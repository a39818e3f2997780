// src/io/mqtt/test_broker.rs
//
// Minimal MQTT 3.1.1 broker on a loopback port for exercising the client over
// real TCP. Understands CONNECT, SUBSCRIBE, PUBLISH (QoS 0), PINGREQ and
// DISCONNECT, records what it receives, and can push publishes to or drop the
// current session.

use std::sync::atomic::{AtomicUsize, Ordering};
use std::sync::{Arc, Mutex};
use std::time::Duration;

use tokio::io::{AsyncReadExt, AsyncWriteExt};
use tokio::net::tcp::OwnedReadHalf;
use tokio::net::{TcpListener, TcpStream};
use tokio::sync::mpsc;
use tokio::task::JoinHandle;

use crate::settings::BrokerConfig;

/// A packet the broker received from the client.
#[derive(Clone, Debug, PartialEq, Eq)]
pub enum TestPacket {
    Connect,
    Subscribe(String),
    Publish { topic: String, payload: Vec<u8> },
    Disconnect,
}

enum Command {
    Publish(String, Vec<u8>),
    Close,
}

#[derive(Default)]
struct Shared {
    received: Mutex<Vec<TestPacket>>,
    connections: AtomicUsize,
    session: Mutex<Option<mpsc::UnboundedSender<Command>>>,
    /// Applied to every CONNACK except the first session's
    connack_delay: Duration,
}

pub struct TestBroker {
    port: u16,
    shared: Arc<Shared>,
    accept_task: JoinHandle<()>,
}

impl TestBroker {
    pub async fn start() -> Self {
        Self::with_connack_delay(Duration::ZERO).await
    }

    pub async fn with_connack_delay(connack_delay: Duration) -> Self {
        let listener = TcpListener::bind("127.0.0.1:0").await.unwrap();
        let port = listener.local_addr().unwrap().port();
        let shared = Arc::new(Shared {
            connack_delay,
            ..Default::default()
        });

        let accept_shared = shared.clone();
        let accept_task = tokio::spawn(async move {
            while let Ok((stream, _)) = listener.accept().await {
                let index = accept_shared.connections.fetch_add(1, Ordering::SeqCst);
                let (tx, rx) = mpsc::unbounded_channel();
                *accept_shared.session.lock().unwrap() = Some(tx);
                tokio::spawn(serve_session(stream, index, accept_shared.clone(), rx));
            }
        });

        Self {
            port,
            shared,
            accept_task,
        }
    }

    /// Plain-TCP client settings pointing at this broker.
    pub fn config(&self) -> BrokerConfig {
        BrokerConfig {
            host: "127.0.0.1".to_string(),
            port: self.port,
            tls: Some(false),
            client_id: Some("can2mqtt-test".to_string()),
            connect_timeout_ms: 2000,
            reconnect_delay_ms: 50,
            ..BrokerConfig::default()
        }
    }

    pub fn connections(&self) -> usize {
        self.shared.connections.load(Ordering::SeqCst)
    }

    pub fn received(&self) -> Vec<TestPacket> {
        self.shared.received.lock().unwrap().clone()
    }

    pub fn publish_count(&self) -> usize {
        self.received()
            .iter()
            .filter(|p| matches!(p, TestPacket::Publish { .. }))
            .count()
    }

    /// Send a QoS 0 publish to the connected client.
    pub fn send_publish(&self, topic: &str, payload: Vec<u8>) -> bool {
        self.command(Command::Publish(topic.to_string(), payload))
    }

    /// Drop the current session's connection.
    pub fn close_session(&self) {
        self.command(Command::Close);
    }

    fn command(&self, command: Command) -> bool {
        match self.shared.session.lock().unwrap().as_ref() {
            Some(tx) => tx.send(command).is_ok(),
            None => false,
        }
    }

    /// Wait up to 5 s for the received packets to satisfy `condition`.
    pub async fn wait_for(&self, condition: impl Fn(&[TestPacket]) -> bool) -> bool {
        for _ in 0..500 {
            if condition(&self.received()) {
                return true;
            }
            tokio::time::sleep(Duration::from_millis(10)).await;
        }
        false
    }
}

impl Drop for TestBroker {
    fn drop(&mut self) {
        self.accept_task.abort();
    }
}

async fn serve_session(
    stream: TcpStream,
    index: usize,
    shared: Arc<Shared>,
    mut commands: mpsc::UnboundedReceiver<Command>,
) {
    let (mut reader, mut writer) = stream.into_split();

    // Reads run in their own task so a command never interrupts a packet
    let (packet_tx, mut packets) = mpsc::unbounded_channel();
    let read_task = tokio::spawn(async move {
        while let Some(packet) = read_packet(&mut reader).await {
            if packet_tx.send(packet).is_err() {
                break;
            }
        }
    });

    loop {
        tokio::select! {
            packet = packets.recv() => {
                let Some((header, body)) = packet else { break };
                let reply = match header >> 4 {
                    1 => {
                        if index > 0 && !shared.connack_delay.is_zero() {
                            tokio::time::sleep(shared.connack_delay).await;
                        }
                        record(&shared, TestPacket::Connect);
                        vec![0x20, 0x02, 0x00, 0x00]
                    }
                    3 => {
                        let (topic, rest) = split_string(&body);
                        // QoS 1/2 would carry a packet id before the payload
                        let offset = if (header >> 1) & 0x03 == 0 { 0 } else { 2 };
                        record(&shared, TestPacket::Publish {
                            topic,
                            payload: rest[offset..].to_vec(),
                        });
                        Vec::new()
                    }
                    8 => {
                        let (topic, _) = split_string(&body[2..]);
                        record(&shared, TestPacket::Subscribe(topic));
                        vec![0x90, 0x03, body[0], body[1], 0x00]
                    }
                    12 => vec![0xD0, 0x00],
                    14 => {
                        record(&shared, TestPacket::Disconnect);
                        break;
                    }
                    _ => Vec::new(),
                };
                if !reply.is_empty() && writer.write_all(&reply).await.is_err() {
                    break;
                }
            }
            command = commands.recv() => match command {
                Some(Command::Publish(topic, payload)) => {
                    if writer.write_all(&encode_publish(&topic, &payload)).await.is_err() {
                        break;
                    }
                }
                Some(Command::Close) | None => break,
            }
        }
    }

    read_task.abort();
}

fn record(shared: &Shared, packet: TestPacket) {
    shared.received.lock().unwrap().push(packet);
}

async fn read_packet(reader: &mut OwnedReadHalf) -> Option<(u8, Vec<u8>)> {
    let header = reader.read_u8().await.ok()?;

    let mut len = 0usize;
    for shift in [0, 7, 14, 21] {
        let byte = reader.read_u8().await.ok()?;
        len |= ((byte & 0x7F) as usize) << shift;
        if byte & 0x80 == 0 {
            let mut body = vec![0; len];
            reader.read_exact(&mut body).await.ok()?;
            return Some((header, body));
        }
    }
    None
}

/// Length-prefixed UTF-8 string at the start of `data`, and what follows it.
fn split_string(data: &[u8]) -> (String, &[u8]) {
    let len = u16::from_be_bytes([data[0], data[1]]) as usize;
    let text = String::from_utf8_lossy(&data[2..2 + len]).into_owned();
    (text, &data[2 + len..])
}

fn encode_publish(topic: &str, payload: &[u8]) -> Vec<u8> {
    let mut body = Vec::with_capacity(2 + topic.len() + payload.len());
    body.extend_from_slice(&(topic.len() as u16).to_be_bytes());
    body.extend_from_slice(topic.as_bytes());
    body.extend_from_slice(payload);

    let mut packet = vec![0x30];
    let mut len = body.len();
    loop {
        let mut byte = (len % 128) as u8;
        len /= 128;
        if len > 0 {
            byte |= 0x80;
        }
        packet.push(byte);
        if len == 0 {
            break;
        }
    }
    packet.extend(body);
    packet
}
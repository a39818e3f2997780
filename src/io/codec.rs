// src/io/codec.rs
//
// MQTT wire codec for CAN frames.
//
// Topic: {base_topic}/{arbitration id in decimal}
// Body:  timestamp_us (8 bytes, little endian) + flags (1) + payload (0-64)
//
// Flags byte:
//   bit 0 - extended (29-bit) identifier
//   bit 1 - remote frame
//   bit 2 - CAN FD frame
//   bit 3 - error state indicator
//   bits 4-7 reserved, always written as zero

use super::{CanFrame, DecodeError, CAN_EFF_MASK, FD_MAX_LEN};

/// Wire constants
pub mod consts {
    /// Timestamp field size
    pub const TIMESTAMP_SIZE: usize = 8;
    /// Timestamp + flags
    pub const HEADER_SIZE: usize = 9;
    pub const FLAG_EXTENDED: u8 = 0x01;
    pub const FLAG_REMOTE: u8 = 0x02;
    pub const FLAG_FD: u8 = 0x04;
    pub const FLAG_ESI: u8 = 0x08;
    /// Bits that carry meaning; the rest are reserved
    pub const FLAG_MASK: u8 = 0x0F;
}

/// A CAN frame as it travels over MQTT.
#[derive(Clone, Debug, PartialEq, Eq)]
pub struct BridgeMessage {
    pub topic: String,
    pub body: Vec<u8>,
}

/// Stateless translation between [`CanFrame`] and [`BridgeMessage`].
pub struct FrameCodec;

impl FrameCodec {
    /// Encode a frame for publishing under `base_topic`.
    pub fn encode(frame: &CanFrame, base_topic: &str) -> BridgeMessage {
        let mut body = Vec::with_capacity(consts::HEADER_SIZE + frame.payload.len());
        body.extend_from_slice(&frame.timestamp_us.to_le_bytes());
        body.push(Self::flags(frame));
        body.extend_from_slice(&frame.payload);

        BridgeMessage {
            topic: Self::topic(base_topic, frame.arbitration_id),
            body,
        }
    }

    /// Decode a message received on `{base}/{id}`.
    ///
    /// Reserved flag bits are ignored.
    pub fn decode(topic: &str, body: &[u8]) -> Result<CanFrame, DecodeError> {
        if body.len() < consts::HEADER_SIZE || body.len() > consts::HEADER_SIZE + FD_MAX_LEN {
            return Err(DecodeError::MalformedBody { len: body.len() });
        }

        let arbitration_id = Self::parse_topic_id(topic)?;

        let mut stamp = [0u8; consts::TIMESTAMP_SIZE];
        stamp.copy_from_slice(&body[..consts::TIMESTAMP_SIZE]);
        let flags = body[consts::TIMESTAMP_SIZE];

        Ok(CanFrame {
            arbitration_id,
            timestamp_us: u64::from_le_bytes(stamp),
            is_extended: flags & consts::FLAG_EXTENDED != 0,
            is_remote: flags & consts::FLAG_REMOTE != 0,
            is_fd: flags & consts::FLAG_FD != 0,
            error_state_indicator: flags & consts::FLAG_ESI != 0,
            payload: body[consts::HEADER_SIZE..].to_vec(),
        })
    }

    /// Topic a frame with `arbitration_id` is published on.
    pub fn topic(base_topic: &str, arbitration_id: u32) -> String {
        format!("{}/{}", base_topic, arbitration_id)
    }

    /// Subscription filter matching every arbitration ID under `base_topic`.
    pub fn subscription(base_topic: &str) -> String {
        format!("{}/+", base_topic)
    }

    /// Flags byte for a frame.
    pub fn flags(frame: &CanFrame) -> u8 {
        let mut flags = 0u8;
        if frame.is_extended {
            flags |= consts::FLAG_EXTENDED;
        }
        if frame.is_remote {
            flags |= consts::FLAG_REMOTE;
        }
        if frame.is_fd {
            flags |= consts::FLAG_FD;
        }
        if frame.error_state_indicator {
            flags |= consts::FLAG_ESI;
        }
        flags
    }

    fn parse_topic_id(topic: &str) -> Result<u32, DecodeError> {
        let invalid = || DecodeError::InvalidTopic {
            topic: topic.to_string(),
        };

        let segment = topic.rsplit('/').next().unwrap_or(topic);
        if segment.is_empty() || !segment.bytes().all(|b| b.is_ascii_digit()) {
            return Err(invalid());
        }

        match segment.parse::<u32>() {
            Ok(id) if id <= CAN_EFF_MASK => Ok(id),
            _ => Err(invalid()),
        }
    }
}

// ============================================================================
// Tests
// ============================================================================
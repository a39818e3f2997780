// src/bridge.rs
//
// The bridge loop. One task owns both channels and alternates between them:
//
//   1. pump the broker for at most `pump_interval` (keep-alive, outgoing
//      publishes, inbound messages)
//   2. handle inbound messages (decode, optionally send to the bus)
//   3. drain every buffered bus frame (up to `max_frames_per_cycle`),
//      encoding and publishing each one fire-and-forget
//
// Neither step blocks beyond its bound, so neither direction starves the
// other. The stop flag is only checked between cycles.

use std::collections::hash_map::DefaultHasher;
use std::collections::{HashSet, VecDeque};
use std::hash::{Hash, Hasher};
use std::sync::{
    atomic::{AtomicBool, Ordering},
    Arc,
};
use std::time::{Duration, Instant};

use tracing::{debug, info, trace, warn};

use crate::io::{
    BridgeError, BridgeMessage, BrokerChannel, BusChannel, FrameCodec, InboundMessage,
};
use crate::settings::LoopConfig;

/// Published messages remembered for echo suppression.
const ECHO_WINDOW: usize = 4096;

/// How long shutdown waits for queued publishes to leave.
const SHUTDOWN_TIMEOUT: Duration = Duration::from_secs(2);

// ============================================================================
// Options and Reports
// ============================================================================

/// Immutable loop parameters.
#[derive(Clone, Debug)]
pub struct BridgeOptions {
    pub base_topic: String,
    pub pump_interval: Duration,
    pub max_frames_per_cycle: usize,
    pub forward_inbound: bool,
    /// Zero disables the periodic stats line
    pub stats_interval: Duration,
}

impl From<&LoopConfig> for BridgeOptions {
    fn from(config: &LoopConfig) -> Self {
        Self {
            base_topic: config.topic.clone(),
            pump_interval: Duration::from_millis(config.pump_interval_ms),
            max_frames_per_cycle: config.max_frames_per_cycle,
            forward_inbound: config.forward_inbound,
            stats_interval: Duration::from_secs(config.stats_interval_secs),
        }
    }
}

/// What a single cycle did.
#[derive(Clone, Debug, Default, PartialEq, Eq)]
pub struct CycleReport {
    pub inbound: usize,
    pub forwarded: usize,
    pub drained: usize,
    pub published: usize,
    pub publish_failures: usize,
}

/// Running totals since the loop started.
#[derive(Clone, Debug, Default, PartialEq, Eq)]
pub struct BridgeStats {
    pub cycles: u64,
    pub published: u64,
    pub publish_failures: u64,
    pub inbound: u64,
    pub forwarded: u64,
    pub forward_failures: u64,
    pub decode_failures: u64,
    pub echoes_dropped: u64,
}

// ============================================================================
// Echo Filter
// ============================================================================

/// Remembers recently published messages so the bridge can recognise its own
/// publishes coming back through the `{base}/+` subscription.
pub struct EchoFilter {
    order: VecDeque<u64>,
    seen: HashSet<u64>,
    capacity: usize,
}

impl EchoFilter {
    pub fn new(capacity: usize) -> Self {
        Self {
            order: VecDeque::with_capacity(capacity),
            seen: HashSet::with_capacity(capacity),
            capacity,
        }
    }

    fn fingerprint(topic: &str, body: &[u8]) -> u64 {
        let mut hasher = DefaultHasher::new();
        topic.hash(&mut hasher);
        body.hash(&mut hasher);
        hasher.finish()
    }

    pub fn remember(&mut self, message: &BridgeMessage) {
        if self.capacity == 0 {
            return;
        }
        if self.order.len() == self.capacity {
            if let Some(oldest) = self.order.pop_front() {
                self.seen.remove(&oldest);
            }
        }
        let fp = Self::fingerprint(&message.topic, &message.body);
        self.order.push_back(fp);
        self.seen.insert(fp);
    }

    /// True (once) if this message is one we published.
    pub fn take(&mut self, topic: &str, body: &[u8]) -> bool {
        self.seen.remove(&Self::fingerprint(topic, body))
    }
}

// ============================================================================
// Bridge Loop
// ============================================================================

pub struct BridgeLoop<B: BusChannel, M: BrokerChannel> {
    bus: B,
    broker: M,
    options: BridgeOptions,
    echo: EchoFilter,
    stats: BridgeStats,
    last_stats: Instant,
}

impl<B: BusChannel, M: BrokerChannel> BridgeLoop<B, M> {
    pub fn new(bus: B, broker: M, options: BridgeOptions) -> Self {
        let echo_window = if options.forward_inbound { ECHO_WINDOW } else { 0 };
        Self {
            bus,
            broker,
            options,
            echo: EchoFilter::new(echo_window),
            stats: BridgeStats::default(),
            last_stats: Instant::now(),
        }
    }

    pub fn bus(&self) -> &B {
        &self.bus
    }

    pub fn broker(&self) -> &M {
        &self.broker
    }

    pub fn stats(&self) -> &BridgeStats {
        &self.stats
    }

    /// Subscribe to `{base}/+` and run cycles until `stop` is set.
    ///
    /// A failed subscribe or a fatal bus error ends the loop with that error.
    /// Either way the broker is flushed and disconnected and the bus is closed
    /// before returning.
    pub async fn run(&mut self, stop: Arc<AtomicBool>) -> Result<BridgeStats, BridgeError> {
        let result = self.run_until_stopped(&stop).await;

        self.broker.shutdown(SHUTDOWN_TIMEOUT).await;
        self.bus.close().await;

        match result {
            Ok(()) => {
                info!(
                    published = self.stats.published,
                    publish_failures = self.stats.publish_failures,
                    "bridge stopped"
                );
                Ok(self.stats.clone())
            }
            Err(e) => Err(e),
        }
    }

    async fn run_until_stopped(&mut self, stop: &AtomicBool) -> Result<(), BridgeError> {
        let filter = FrameCodec::subscription(&self.options.base_topic);
        self.broker.subscribe(&filter)?;

        info!(
            bus = %self.bus.name(),
            topic = %self.options.base_topic,
            forward_inbound = self.options.forward_inbound,
            "bridge running"
        );

        while !stop.load(Ordering::Relaxed) {
            self.run_cycle().await?;
            self.maybe_log_stats();
        }
        Ok(())
    }

    /// One scheduling cycle: pump, handle inbound, drain the bus.
    pub async fn run_cycle(&mut self) -> Result<CycleReport, BridgeError> {
        let mut report = CycleReport::default();
        self.stats.cycles += 1;

        let inbound = self.broker.pump(self.options.pump_interval).await;
        for message in inbound {
            self.handle_inbound(message, &mut report);
        }

        while report.drained < self.options.max_frames_per_cycle {
            let frame = match self.bus.try_receive() {
                Ok(Some(frame)) => frame,
                Ok(None) => break,
                Err(e) if e.is_fatal() => return Err(e),
                Err(e) => {
                    // A transmit of an earlier inbound frame failed
                    self.stats.forward_failures += 1;
                    warn!("{}", e);
                    continue;
                }
            };
            report.drained += 1;

            let message = FrameCodec::encode(&frame, &self.options.base_topic);
            trace!(
                id = frame.arbitration_id,
                data = %hex::encode(&frame.payload),
                "publishing {}",
                message.topic
            );

            if self.options.forward_inbound {
                self.echo.remember(&message);
            }

            let topic = message.topic;
            match self.broker.publish(&topic, message.body) {
                Ok(()) => {
                    report.published += 1;
                    self.stats.published += 1;
                }
                Err(e) => {
                    report.publish_failures += 1;
                    self.stats.publish_failures += 1;
                    warn!("dropping frame: {}", e);
                }
            }
        }

        if report.drained == self.options.max_frames_per_cycle {
            debug!(
                "drain cap of {} frames reached, remainder deferred to next cycle",
                report.drained
            );
        }

        Ok(report)
    }

    fn handle_inbound(&mut self, message: InboundMessage, report: &mut CycleReport) {
        report.inbound += 1;
        self.stats.inbound += 1;

        if self.echo.take(&message.topic, &message.payload) {
            self.stats.echoes_dropped += 1;
            return;
        }

        let frame = match FrameCodec::decode(&message.topic, &message.payload) {
            Ok(frame) => frame,
            Err(e) => {
                self.stats.decode_failures += 1;
                warn!("skipping inbound message on '{}': {}", message.topic, e);
                return;
            }
        };

        debug!(
            id = frame.arbitration_id,
            data = %hex::encode(&frame.payload),
            "inbound frame on {}",
            message.topic
        );

        if !self.options.forward_inbound {
            return;
        }

        match self.bus.send(&frame) {
            Ok(()) => {
                report.forwarded += 1;
                self.stats.forwarded += 1;
            }
            Err(e) => {
                self.stats.forward_failures += 1;
                warn!("not forwarding inbound frame: {}", e);
            }
        }
    }

    fn maybe_log_stats(&mut self) {
        if self.options.stats_interval.is_zero() || self.last_stats.elapsed() < self.options.stats_interval {
            return;
        }
        self.last_stats = Instant::now();

        let s = &self.stats;
        info!(
            published = s.published,
            publish_failures = s.publish_failures,
            inbound = s.inbound,
            forwarded = s.forwarded,
            decode_failures = s.decode_failures,
            "bridge stats"
        );
    }
}

// ============================================================================
// Tests
// ============================================================================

□ □ □ □ □

* PROBLEM TO WORK ON: The required output is every line above from the one with "body.extend_from_slice(&(topic.len() as u16).to_be_bytes());" down to the one with "pub const TIMESTAMP_SIZE: usize = 8;", restated word for word, ends included.

* SOLUTION:
    body.extend_from_slice(&(topic.len() as u16).to_be_bytes());
    body.extend_from_slice(topic.as_bytes());
    body.extend_from_slice(payload);

    let mut packet = vec![0x30];
    let mut len = body.len();
    loop {
        let mut byte = (len % 128) as u8;
        len /= 128;
        if len > 0 {
            byte |= 0x80;
        }
        packet.push(byte);
        if len == 0 {
            break;
        }
    }
    packet.extend(body);
    packet
}
repository a39818e3f2997780
filename src/io/codec.rs
// src/io/codec.rs
//
// MQTT wire codec for CAN frames.
//
// Topic: {base_topic}/{arbitration id in decimal}
// Body:  timestamp_us (8 bytes, little endian) + flags (1) + payload (0-64)
//
// Flags byte:
//   bit 0 - extended (29-bit) identifier
//   bit 1 - remote frame
//   bit 2 - CAN FD frame
//   bit 3 - error state indicator
//   bits 4-7 reserved, always written as zero

use super::{CanFrame, DecodeError, CAN_EFF_MASK, FD_MAX_LEN};

/// Wire constants
pub mod consts {
    /// Timestamp field size
    pub const TIMESTAMP_SIZE: usize = 8;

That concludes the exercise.